Warning: This article contains very minor spoilers for Loki season 2 episode 1.
It’s been a while since a Marvel property inspired as much praise as the first episode of Loki season 2.
Picking up right where season 1 left off, season 2 begins by addressing the elephant in the room, i.e. why no one remembers Loki. Instead of being stuck in a branched timeline or a sinister alternate reality created by the death of He Who Remains, we learn that Loki is simply stuck in the past, transported here by way of Time Slipping.
Meanwhile, the present-day Mobius (Owen Wilson) and Hunter B-15 (Wunmi Mosaku) are grappling with the catastrophic number of branched timelines slipping into the red and the prospect of having to tell the TVA that everything they thought was true is actually false.

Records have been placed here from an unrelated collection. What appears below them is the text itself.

use std::path::{Path, PathBuf};

use chrono::{DateTime, NaiveDate, Utc};
use serde::Serialize;
use tracing::{debug, info, warn};

use crate::config::{CatalogConfig, DEFAULT_STORAGE_KEY};

use super::codec::{self, ExportSink};
use super::comparison::{self, ComparisonTable};
use super::filter::{self, FilterCriteria};
use super::models::{Category, Plan, PlanDraft};
use super::selection::{SelectionChange, SelectionSet};
use super::storage::KeyValueStorage;
use super::{PlanError, PlanResult};

#[derive(Debug, Clone, PartialEq, Eq)]
pub struct PlanStoreOptions {
    pub storage_key: String,
    pub seed_when_empty: bool,
}

impl Default for PlanStoreOptions {
    fn default() -> Self {
        Self {
            storage_key: DEFAULT_STORAGE_KEY.to_string(),
            seed_when_empty: true,
        }
    }
}

impl From<&CatalogConfig> for PlanStoreOptions {
    fn from(config: &CatalogConfig) -> Self {
        Self {
            storage_key: config.storage.storage_key.clone(),
            seed_when_empty: config.catalog.seed_when_empty,
        }
    }
}

/// Where the catalog came from when the store was opened.
#[derive(Debug, Clone, Copy, Serialize, PartialEq, Eq)]
#[serde(tag = "source", rename_all = "snake_case")]
pub enum LoadSource {
    Stored { plans: usize },
    Seeded { plans: usize },
    Empty,
    /// Stored state existed but was not a plan array; nothing was overwritten.
    Unreadable,
}

/// Outcome of an import that replaced the catalog.
#[derive(Debug, Clone, Serialize, PartialEq, Eq)]
pub struct ImportSummary {
    pub previous: usize,
    pub imported: usize,
}

/// The plan catalog: an ordered, persisted collection of plans plus the
/// comparison selection.
///
/// Every successful mutation writes the full collection back to storage under
/// the configured key.
#[derive(Debug)]
pub struct PlanStore<S> {
    storage: S,
    options: PlanStoreOptions,
    plans: Vec<Plan>,
    selection: SelectionSet,
    load_source: LoadSource,
}

impl<S: KeyValueStorage> PlanStore<S> {
    pub fn open(storage: S) -> PlanResult<Self> {
        Self::open_with(storage, PlanStoreOptions::default())
    }

    pub fn open_with(storage: S, options: PlanStoreOptions) -> PlanResult<Self> {
        let mut store = Self {
            storage,
            options,
            plans: Vec::new(),
            selection: SelectionSet::new(),
            load_source: LoadSource::Empty,
        };
        store.load_source = store.load()?;
        Ok(store)
    }

    fn load(&mut self) -> PlanResult<LoadSource> {
        match self.storage.get(&self.options.storage_key)? {
            Some(raw) => match codec::decode(&raw) {
                Ok(plans) => {
                    info!(plans = plans.len(), key = %self.options.storage_key, "catalog loaded");
                    self.plans = plans;
                    Ok(LoadSource::Stored {
                        plans: self.plans.len(),
                    })
                }
                Err(err) => {
                    warn!(
                        key = %self.options.storage_key,
                        error = %err,
                        "stored catalog unreadable, starting empty"
                    );
                    Ok(LoadSource::Unreadable)
                }
            },
            None if self.options.seed_when_empty => {
                self.plans = example_catalog(Utc::now());
                self.persist()?;
                info!(plans = self.plans.len(), "catalog seeded with examples");
                Ok(LoadSource::Seeded {
                    plans: self.plans.len(),
                })
            }
            None => Ok(LoadSource::Empty),
        }
    }

    fn persist(&mut self) -> PlanResult<()> {
        let payload = serde_json::to_string(&self.plans)?;
        self.storage.set(&self.options.storage_key, &payload)?;
        debug!(plans = self.plans.len(), bytes = payload.len(), "catalog persisted");
        Ok(())
    }

    pub fn load_source(&self) -> LoadSource {
        self.load_source
    }

    pub fn storage(&self) -> &S {
        &self.storage
    }

    pub fn list(&self) -> &[Plan] {
        &self.plans
    }

    pub fn len(&self) -> usize {
        self.plans.len()
    }

    pub fn is_empty(&self) -> bool {
        self.plans.is_empty()
    }

    pub fn get(&self, id: &str) -> Option<&Plan> {
        self.plans.iter().find(|plan| plan.id == id)
    }

    pub fn contains(&self, id: &str) -> bool {
        self.get(id).is_some()
    }

    fn position(&self, id: &str) -> PlanResult<usize> {
        self.plans
            .iter()
            .position(|plan| plan.id == id)
            .ok_or_else(|| PlanError::NotFound {
                plan_id: id.to_string(),
            })
    }

    /// Validates the draft and prepends it as a new plan.
    pub fn create(&mut self, draft: PlanDraft) -> PlanResult<Plan> {
        let issues = draft.validate();
        if !issues.is_empty() {
            debug!(?issues, "plan draft rejected");
            return Err(PlanError::ValidationRejected { issues });
        }
        let id = codec::fresh_id(|candidate| self.contains(candidate));
        let plan = Plan::from_draft(id, draft, Utc::now());
        self.plans.insert(0, plan.clone());
        self.persist()?;
        info!(plan_id = %plan.id, administrator = %plan.administrator, "plan created");
        Ok(plan)
    }

    /// Replaces every field but the id, keeping the plan's position.
    pub fn update(&mut self, id: &str, draft: PlanDraft) -> PlanResult<Plan> {
        let index = self.position(id)?;
        let issues = draft.validate();
        if !issues.is_empty() {
            debug!(plan_id = %id, ?issues, "plan edit rejected");
            return Err(PlanError::ValidationRejected { issues });
        }
        let previous = self.plans[index].updated_at;
        let updated_at = monotonic_now(previous);
        let plan = Plan::from_draft(id, draft, updated_at);
        self.plans[index] = plan.clone();
        self.persist()?;
        info!(plan_id = %id, "plan updated");
        Ok(plan)
    }

    /// Removes the plan and evicts it from the selection. Unknown ids are a no-op.
    pub fn delete(&mut self, id: &str) -> PlanResult<bool> {
        let before = self.plans.len();
        self.plans.retain(|plan| plan.id != id);
        self.selection.remove(id);
        if self.plans.len() == before {
            debug!(plan_id = %id, "delete ignored, plan not found");
            return Ok(false);
        }
        self.persist()?;
        info!(plan_id = %id, "plan deleted");
        Ok(true)
    }

    /// Wholesale replacement of the catalog. Selected ids that no longer exist
    /// are dropped from the selection.
    pub fn replace_all(&mut self, mut plans: Vec<Plan>) -> PlanResult<()> {
        codec::ensure_unique_ids(&mut plans);
        self.plans = plans;
        let plans = &self.plans;
        self.selection.retain(|id| plans.iter().any(|plan| plan.id == id));
        self.persist()?;
        info!(plans = self.plans.len(), "catalog replaced");
        Ok(())
    }

    /// Parses an exchange document and replaces the catalog with it. On any
    /// format error the catalog is left untouched.
    pub fn import(&mut self, raw: &str) -> PlanResult<ImportSummary> {
        let plans = codec::decode(raw).map_err(|err| {
            warn!(error = %err, "import rejected");
            err
        })?;
        let summary = ImportSummary {
            previous: self.plans.len(),
            imported: plans.len(),
        };
        self.replace_all(plans)?;
        info!(previous = summary.previous, imported = summary.imported, "catalog imported");
        Ok(summary)
    }

    pub async fn import_file(&mut self, path: impl AsRef<Path>) -> PlanResult<ImportSummary> {
        let raw = codec::read_import_file(path.as_ref()).await?;
        self.import(&raw)
    }

    /// Full catalog as a pretty-printed exchange document.
    pub fn export_document(&self) -> PlanResult<String> {
        codec::encode(&self.plans)
    }

    pub fn export_to<K: ExportSink>(&self, sink: &mut K, date: NaiveDate) -> PlanResult<PathBuf> {
        let document = self.export_document()?;
        let filename = codec::export_filename(date);
        let path = sink.deliver(document.as_bytes(), &filename)?;
        info!(plans = self.plans.len(), path = %path.display(), "catalog exported");
        Ok(path)
    }

    pub fn filter(&self, criteria: &FilterCriteria) -> Vec<&Plan> {
        filter::apply(&self.plans, criteria)
    }

    pub fn administrators(&self) -> Vec<String> {
        filter::available_administrators(&self.plans)
    }

    pub fn selection(&self) -> &SelectionSet {
        &self.selection
    }

    /// Toggles a catalog plan in or out of the comparison selection.
    pub fn toggle_selection(&mut self, id: &str) -> PlanResult<SelectionChange> {
        if !self.contains(id) {
            return Err(PlanError::NotFound {
                plan_id: id.to_string(),
            });
        }
        let change = self.selection.toggle(id);
        if change == SelectionChange::Ignored {
            debug!(plan_id = %id, "selection full, toggle ignored");
        }
        Ok(change)
    }

    /// Selected plans in selection order.
    pub fn selected_plans(&self) -> Vec<&Plan> {
        self.selection
            .ids()
            .iter()
            .filter_map(|id| self.get(id))
            .collect()
    }

    pub fn compare(&self) -> ComparisonTable {
        comparison::project(self.selected_plans())
    }
}

fn monotonic_now(previous: DateTime<Utc>) -> DateTime<Utc> {
    Utc::now().max(previous)
}

/// The four example plans a fresh catalog starts with.
pub fn example_catalog(now: DateTime<Utc>) -> Vec<Plan> {
    #[rustfmt::skip]
    let examples = [
        ("Rodobens", Category::Automobile, 60_000.0, 980.0, 72, 16.0, 25.0, "A123", "Plano popular"),
        ("Porto Seguro", Category::Automobile, 100_000.0, 1_620.0, 84, 17.0, 30.0, "PS-09", "Carta alta flex"),
        ("Porto Seguro", Category::RealEstate, 300_000.0, 2_850.0, 200, 18.0, 35.0, "IM-22", "Residencial"),
        ("Rodobens", Category::Motorcycle, 22_000.0, 420.0, 60, 15.0, 18.0, "M-7", "Entry"),
    ];
    let mut plans: Vec<Plan> = Vec::with_capacity(examples.len());
    for (administrator, category, credit, installment, term, fee, bid, group, notes) in examples {
        let id = codec::fresh_id(|candidate| plans.iter().any(|plan| plan.id == candidate));
        let draft = PlanDraft {
            administrator: administrator.to_string(),
            category,
            credit_value: credit,
            installment_value: installment,
            term_months: term,
            admin_fee_percent: fee,
            average_bid_percent: bid,
            group: Some(group.to_string()),
            notes: Some(notes.to_string()),
        };
        plans.push(Plan::from_draft(id, draft, now));
    }
    plans
}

Here, Loki takes a turn for the political.
Whereas the political aspects of the first season were confined to Judge Ravonna Renslayer and the Time-Keepers, season 2 immediately ups the ante with additional players on the board. Now that Renslayer missing, there’s a new judges council, and General Dox and Judge Gamble summon Mobius and B-15 to the war room to confront them over the decision to stop pruning variants.
Who is Liz Carr, the actress who plays Judge Gamble in Loki?
If you’ve seen Neil Gaiman’s Good Omens season 2, then you might’ve felt a tinge of déjà vu at the sight of Liz Carr playing Judge Gamble in Loki season 2. Not because Carr isn’t an absolute standout in every role, but because Loki marks the second time the English actress and comedian has played a judge-like character who governs space and time.
In Good Omens, Carr played Saraquel, a no-nonsense angel in Heaven whose iron-clad decisions directly impact people’s lives. In Loki, Carr plays Judge Gamble, a no-nonsense judge in the TVA who’s been handing down guilty verdicts for as long as she can remember.
Another element of familiarity with Carr’s character can be traced back to a certain time-traveling Doctor. Indeed, Loki’s Judge Gamble is a clear adaptation of Professor Gamble from the comics, who, it just so happens, is inspired by Doctor Who.
Carr’s work on television and film began in 2017 when she starred as the Death Provider in the crime movie Le Accelerator. Her most recognizable role to date is Clarissa Mullery from the British drama series Silent Witness, which she starred in from 2013 to 2020. Loki is her first MCU appearance.
Carr is an open advocate for the rights of people with disabilities, and often incorporates jokes about her disability into her stand-up comedy routines. Since the age of seven, she has lived in a wheelchair with arthrogryposis multiplex congenital, a rare disorder that typically occurs in young children, and affects the mobility of joints, and causes muscle weakness.